Dezeen Magazine

Restored floodgates by Studio Roosegaarde reflect the headlights of passing cars

Studio Roosegaarde has restored a set of flood defences in the Netherlands, impregnating the floodgates with a new retroreflective material that glows in the headlights of oncoming cars.

The Gates of Light are the permanent part of the Icoon Afsluitdijk exhibition on a 32-kilometre dike, along with two temporary installations that will run from November to January.

Daan Roosegaarde and his team were commissioned by the Dutch State and governing bodies of the local regions to repair the historic floodgates and imbue them with iconic status.

"Dikes in the Netherlands are as holy as cows in India, normally you cannot touch them," Roosegaarde told Dezeen.

"We looked at a design that wasn't about adding objects, but about enhancing what is already there. They are beautiful buildings, they're shaped like temples."

Originally designed by architect Dirk Roosenburg in 1932 and built mostly by hand, the Afsluitdijk is a dike that doubles as a causeway stretching from Den Oever in North Holland Zurich in Friesland province.

The dike forms a central part of the Zuiderzee Works, a system of man-made flood defences that protects the Netherlands, most of which sits below sea level.

The sea barrier is exposed to the elements and much of the existing concrete structures had rotted through.

As well as restoring them, Studio Roosegaarde wanted to find a way to turn the structures into light sculptures, but there were several obstacles to overcome. Traditional methods using electric lights and cables would quickly deteriorate exposed to wind and saltwater.

The team was also determined to avoid adding any light pollution that might disturb local birdlife or contribute to the consumption of fossil fuels.

Global warming, after all, is directly responsible for the rising sea levels threatening the low -lying Netherlands. So Roosegaarde turned to nature for inspiration.

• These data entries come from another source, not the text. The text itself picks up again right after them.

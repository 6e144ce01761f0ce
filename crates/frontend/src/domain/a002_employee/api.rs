/// REST endpoint коллекции
pub const ENDPOINT: &str = "/api/employees";
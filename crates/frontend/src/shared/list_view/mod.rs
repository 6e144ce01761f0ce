//! Универсальный список сущностей: поиск, фильтры, сортировка, страницы,
//! форма добавления/редактирования и подтверждение удаления.
//!
//! Логика состояния живёт в `contracts::shared::list_view::ListViewController`,
//! здесь только отрисовка и связь с REST API.

mod callbacks;
mod form_dialog;
mod page;
mod table;
mod view;

pub use callbacks::RestCallbacks;
pub use page::{apply_list_defaults, entity_list_page};
pub use view::ListView;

"We looked at the wings of butterflies, how they use reflection to create colour. It's very interesting, it's not pigment so it doesn't fade away," he said.

The team spent three and a half painstaking years developing durable micro prisms to coat the surface of the floodgates.

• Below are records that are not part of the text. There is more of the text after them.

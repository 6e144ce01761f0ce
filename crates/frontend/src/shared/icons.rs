use leptos::prelude::*;

/// SVG-иконка (набор lucide) по имени. Неизвестное имя: пустой квадрат.
pub fn icon(name: &str) -> AnyView {
    match name {
        "x" => view! {
            <svg width="16" height="16" viewBox="0 0 24 24" fill="none" stroke="currentColor" stroke-width="2" stroke-linecap="round" stroke-linejoin="round" aria-hidden="true">
                <path d="M18 6 6 18"/>
                <path d="m6 6 12 12"/>
            </svg>
        }.into_any(),
        "chevron-right" => view! {
            <svg width="16" height="16" viewBox="0 0 24 24" fill="none" stroke="currentColor" stroke-width="2" stroke-linecap="round" stroke-linejoin="round" aria-hidden="true">
                <path d="m9 18 6-6-6-6"/>
            </svg>
        }.into_any(),
        "chevron-left" => view! {
            <svg width="16" height="16" viewBox="0 0 24 24" fill="none" stroke="currentColor" stroke-width="2" stroke-linecap="round" stroke-linejoin="round" aria-hidden="true">
                <path d="m15 18-6-6 6-6"/>
            </svg>
        }.into_any(),
        "chevrons-left" => view! {
            <svg width="16" height="16" viewBox="0 0 24 24" fill="none" stroke="currentColor" stroke-width="2" stroke-linecap="round" stroke-linejoin="round" aria-hidden="true">
                <path d="m11 17-5-5 5-5"/>
                <path d="m18 17-5-5 5-5"/>
            </svg>
        }.into_any(),
        "chevrons-right" => view! {
            <svg width="16" height="16" viewBox="0 0 24 24" fill="none" stroke="currentColor" stroke-width="2" stroke-linecap="round" stroke-linejoin="round" aria-hidden="true">
                <path d="m6 17 5-5-5-5"/>
                <path d="m13 17 5-5-5-5"/>
            </svg>
        }.into_any(),
        "filter" => view! {
            <svg width="16" height="16" viewBox="0 0 24 24" fill="none" stroke="currentColor" stroke-width="2" stroke-linecap="round" stroke-linejoin="round" aria-hidden="true">
                <polygon points="22 3 2 3 10 12.46 10 19 14 21 14 12.46 22 3"/>
            </svg>
        }.into_any(),
        "plus" => view! {
            <svg width="16" height="16" viewBox="0 0 24 24" fill="none" stroke="currentColor" stroke-width="2" stroke-linecap="round" stroke-linejoin="round" aria-hidden="true">
                <path d="M5 12h14"/>
                <path d="M12 5v14"/>
            </svg>
        }.into_any(),
        "refresh" => view! {
            <svg width="16" height="16" viewBox="0 0 24 24" fill="none" stroke="currentColor" stroke-width="2" stroke-linecap="round" stroke-linejoin="round" aria-hidden="true">
                <path d="M3 12a9 9 0 0 1 9-9 9.75 9.75 0 0 1 6.74 2.74L21 8"/>
                <path d="M21 3v5h-5"/>
                <path d="M21 12a9 9 0 0 1-9 9 9.75 9.75 0 0 1-6.74-2.74L3 16"/>
                <path d="M8 16H3v5"/>
            </svg>
        }.into_any(),
        "edit" => view! {
            <svg width="16" height="16" viewBox="0 0 24 24" fill="none" stroke="currentColor" stroke-width="2" stroke-linecap="round" stroke-linejoin="round" aria-hidden="true">
                <path d="M12 20h9"/>
                <path d="M16.5 3.5a2.12 2.12 0 0 1 3 3L7 19l-4 1 1-4Z"/>
            </svg>
        }.into_any(),
        "delete" => view! {
            <svg width="16" height="16" viewBox="0 0 24 24" fill="none" stroke="currentColor" stroke-width="2" stroke-linecap="round" stroke-linejoin="round" aria-hidden="true">
                <path d="M3 6h18"/>
                <path d="M19 6v14c0 1-1 2-2 2H7c-1 0-2-1-2-2V6"/>
                <path d="M8 6V4c0-1 1-2 2-2h4c1 0 2 1 2 2v2"/>
            </svg>
        }.into_any(),
        "alert" => view! {
            <svg width="16" height="16" viewBox="0 0 24 24" fill="none" stroke="currentColor" stroke-width="2" stroke-linecap="round" stroke-linejoin="round" aria-hidden="true">
                <circle cx="12" cy="12" r="10"/>
                <path d="M12 8v4"/>
                <path d="M12 16h.01"/>
            </svg>
        }.into_any(),
        "package" => view! {
            <svg width="20" height="20" viewBox="0 0 24 24" fill="none" stroke="currentColor" stroke-width="2" stroke-linecap="round" stroke-linejoin="round" aria-hidden="true">
                <path d="M21 16V8a2 2 0 0 0-1-1.73l-7-4a2 2 0 0 0-2 0l-7 4A2 2 0 0 0 3 8v8a2 2 0 0 0 1 1.73l7 4a2 2 0 0 0 2 0l7-4A2 2 0 0 0 21 16z"/>
                <path d="M3.27 6.96 12 12l8.73-5.04"/>
                <path d="M12 22V12"/>
            </svg>
        }.into_any(),
        "laptop" => view! {
            <svg width="20" height="20" viewBox="0 0 24 24" fill="none" stroke="currentColor" stroke-width="2" stroke-linecap="round" stroke-linejoin="round" aria-hidden="true">
                <rect x="3" y="4" width="18" height="12" rx="2"/>
                <path d="M2 20h20"/>
            </svg>
        }.into_any(),
        "mouse" => view! {
            <svg width="20" height="20" viewBox="0 0 24 24" fill="none" stroke="currentColor" stroke-width="2" stroke-linecap="round" stroke-linejoin="round" aria-hidden="true">
                <rect x="5" y="2" width="14" height="20" rx="7"/>
                <path d="M12 6v4"/>
            </svg>
        }.into_any(),
        "smartphone" => view! {
            <svg width="20" height="20" viewBox="0 0 24 24" fill="none" stroke="currentColor" stroke-width="2" stroke-linecap="round" stroke-linejoin="round" aria-hidden="true">
                <rect x="5" y="2" width="14" height="20" rx="2"/>
                <path d="M12 18h.01"/>
            </svg>
        }.into_any(),
        "key" => view! {
            <svg width="20" height="20" viewBox="0 0 24 24" fill="none" stroke="currentColor" stroke-width="2" stroke-linecap="round" stroke-linejoin="round" aria-hidden="true">
                <circle cx="7.5" cy="15.5" r="5.5"/>
                <path d="m21 2-9.6 9.6"/>
                <path d="m15.5 7.5 3 3L22 7l-3-3"/>
            </svg>
        }.into_any(),
        "shopping-cart" => view! {
            <svg width="20" height="20" viewBox="0 0 24 24" fill="none" stroke="currentColor" stroke-width="2" stroke-linecap="round" stroke-linejoin="round" aria-hidden="true">
                <circle cx="9" cy="21" r="1"/>
                <circle cx="20" cy="21" r="1"/>
                <path d="M1 1h4l2.68 12.39a2 2 0 0 0 2 1.61h7.72a2 2 0 0 0 2-1.61L23 6H6"/>
            </svg>
        }.into_any(),
        "file-text" => view! {
            <svg width="20" height="20" viewBox="0 0 24 24" fill="none" stroke="currentColor" stroke-width="2" stroke-linecap="round" stroke-linejoin="round" aria-hidden="true">
                <path d="M14 2H6a2 2 0 0 0-2 2v16a2 2 0 0 0 2 2h12a2 2 0 0 0 2-2V8z"/>
                <path d="M14 2v6h6"/>
                <path d="M16 13H8"/>
                <path d="M16 17H8"/>
            </svg>
        }.into_any(),
        "users" => view! {
            <svg width="20" height="20" viewBox="0 0 24 24" fill="none" stroke="currentColor" stroke-width="2" stroke-linecap="round" stroke-linejoin="round" aria-hidden="true">
                <path d="M17 21v-2a4 4 0 0 0-4-4H7a4 4 0 0 0-4 4v2"/>
                <circle cx="9" cy="7" r="4"/>
                <path d="M23 21v-2a4 4 0 0 0-3-3.87"/>
                <path d="M16 3.13a4 4 0 0 1 0 7.75"/>
            </svg>
        }.into_any(),
        "user" => view! {
            <svg width="20" height="20" viewBox="0 0 24 24" fill="none" stroke="currentColor" stroke-width="2" stroke-linecap="round" stroke-linejoin="round" aria-hidden="true">
                <path d="M20 21v-2a4 4 0 0 0-4-4H8a4 4 0 0 0-4 4v2"/>
                <circle cx="12" cy="7" r="4"/>
            </svg>
        }.into_any(),
        "database" => view! {
            <svg width="20" height="20" viewBox="0 0 24 24" fill="none" stroke="currentColor" stroke-width="2" stroke-linecap="round" stroke-linejoin="round" aria-hidden="true">
                <ellipse cx="12" cy="5" rx="9" ry="3"/>
                <path d="M3 5v14a9 3 0 0 0 18 0V5"/>
                <path d="M3 12a9 3 0 0 0 18 0"/>
            </svg>
        }.into_any(),
        "list" => view! {
            <svg width="20" height="20" viewBox="0 0 24 24" fill="none" stroke="currentColor" stroke-width="2" stroke-linecap="round" stroke-linejoin="round" aria-hidden="true">
                <path d="M8 6h13"/>
                <path d="M8 12h13"/>
                <path d="M8 18h13"/>
                <path d="M3 6h.01"/>
                <path d="M3 12h.01"/>
                <path d="M3 18h.01"/>
            </svg>
        }.into_any(),
        "panel-left-close" => view! {
            <svg width="20" height="20" viewBox="0 0 24 24" fill="none" stroke="currentColor" stroke-width="2" stroke-linecap="round" stroke-linejoin="round" aria-hidden="true">
                <rect x="3" y="3" width="18" height="18" rx="2"/>
                <path d="M9 3v18"/>
                <path d="m16 15-3-3 3-3"/>
            </svg>
        }.into_any(),
        "panel-left-open" => view! {
            <svg width="20" height="20" viewBox="0 0 24 24" fill="none" stroke="currentColor" stroke-width="2" stroke-linecap="round" stroke-linejoin="round" aria-hidden="true">
                <rect x="3" y="3" width="18" height="18" rx="2"/>
                <path d="M9 3v18"/>
                <path d="m14 9 3 3-3 3"/>
            </svg>
        }.into_any(),
        "log-out" => view! {
            <svg width="20" height="20" viewBox="0 0 24 24" fill="none" stroke="currentColor" stroke-width="2" stroke-linecap="round" stroke-linejoin="round" aria-hidden="true">
                <path d="M9 21H5a2 2 0 0 1-2-2V5a2 2 0 0 1 2-2h4"/>
                <path d="m16 17 5-5-5-5"/>
                <path d="M21 12H9"/>
            </svg>
        }.into_any(),
        _ => view! {
            <svg width="16" height="16" viewBox="0 0 24 24" fill="none" stroke="currentColor" stroke-width="2" aria-hidden="true">
                <rect x="4" y="4" width="16" height="16" rx="2"/>
            </svg>
        }.into_any(),
    }
}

"We also wanted to make something that would last for 50, maybe 100 years," said Roosegaarde. "It was like a puzzle, the restrictions pushed the design."

When cars drive along the causeway at night their headlight beams catch the material, reflecting the light back at them. The effect lights up the outline of the monumental floodgates on each side of the road.

"The effect is like you are driving through Tron, the Matrix, it's like science-fiction," said Roosegaarde.

The effect might be sci-fi, but Roosegaarde hopes the project demonstrates a very real and pertinant way of thinking about designing with light.

"You're highlighting the blueprint of the architectural history, and at the same time you are making a futuristic statement about energy friendly, energy neutral landscapes," he added.

The Icoon Afsluitdijk exhibition also includes Windvogel, smart kites that create green energy as they twist in the wind through a dynamo generator attached at the base. The string of the kites are luminous, so they glow in the dark.

"You have these beautiful dancing lines of light floating in the air and at the same time producing green energy," said Roosegaarde.

Windvogel was conceived when Roosegaarde came across a project in the archives dreamed up by the late Dutch astronaut Wubbo Ockels.

Ockels, who died in 2014, had started developing an electricity generating kite. Studio Roosegaarde worked with his widow and a spinoff of the Delft University of Technology to realise the kites, which can generate 100 kilowatts of electricity.

Another installation, called Glowing Nature, demonstrates the potential of using bioluminescent algae as a natural light.

Studio Roosegaarde spent two and half years nurturing their algae population. Under the correct conditions, the single-celled organisms emit light when touched.

The team flooded one of the historic concrete bunkers on the Afsluitdijk to create a temporary space where visitors can interact with the algae.

"It's a statement about the future of light. What can we learn form nature, how can we make things more natural? It's also a very intimate, very personal experience," said Roosegaarde.

"I love to make things that have this poetic, but at the same time very practical attitude. Maybe that is also a Dutch thing."

In an interview for Dezeen's Good Design for a Bad World project Roosegaarde called on fellow designers to ditch creating luxury items and focus on solving issues such as pollution.

A few months ago Studio Roosegarde unveiled the Smog Free Tower in Beijing, a 7-metre tall air purifier they hope could hoover up the Chinese capital's deadly pollution problem.